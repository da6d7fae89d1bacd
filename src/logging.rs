//! Diagnostic tracing for the command-line tools.
//!
//! Tracing output is for debugging requests and lifecycle transitions and is
//! controlled by `RUST_LOG`. It is separate from the user-facing console
//! output, which the CLI writes itself.

use tracing_subscriber::{fmt, layer::SubscriberExt, util::SubscriberInitExt, EnvFilter};

/// Initialize the tracing subscriber.
///
/// Reads `RUST_LOG`, defaulting to `warn`. Output goes to stderr in compact
/// format.
///
/// ```bash
/// RUST_LOG=t2server_cli=debug run-workflow -w wf.t2flow http://localhost:8080/taverna
/// ```
pub fn init() {
    let filter = EnvFilter::try_from_default_env().unwrap_or_else(|_| EnvFilter::new("warn"));

    // A second init (e.g. from tests) keeps the first subscriber.
    let _ = tracing_subscriber::registry()
        .with(filter)
        .with(fmt::layer().with_writer(std::io::stderr).compact())
        .try_init();
}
============================================================
Exercise directions:
Leaving out every line before the one with "filename src/logging.rs", print the rest of the listing above exactly, through its final line.

Task solution:
filename src/logging.rs
//! Diagnostic tracing for the command-line tools.
//!
//! Tracing output is for debugging requests and lifecycle transitions and is
//! controlled by `RUST_LOG`. It is separate from the user-facing console
//! output, which the CLI writes itself.

use tracing_subscriber::{fmt, layer::SubscriberExt, util::SubscriberInitExt, EnvFilter};

/// Initialize the tracing subscriber.
///
/// Reads `RUST_LOG`, defaulting to `warn`. Output goes to stderr in compact
/// format.
///
/// ```bash
/// RUST_LOG=t2server_cli=debug run-workflow -w wf.t2flow http://localhost:8080/taverna
/// ```
pub fn init() {
    let filter = EnvFilter::try_from_default_env().unwrap_or_else(|_| EnvFilter::new("warn"));

    // A second init (e.g. from tests) keeps the first subscriber.
    let _ = tracing_subscriber::registry()
        .with(filter)
        .with(fmt::layer().with_writer(std::io::stderr).compact())
        .try_init();
}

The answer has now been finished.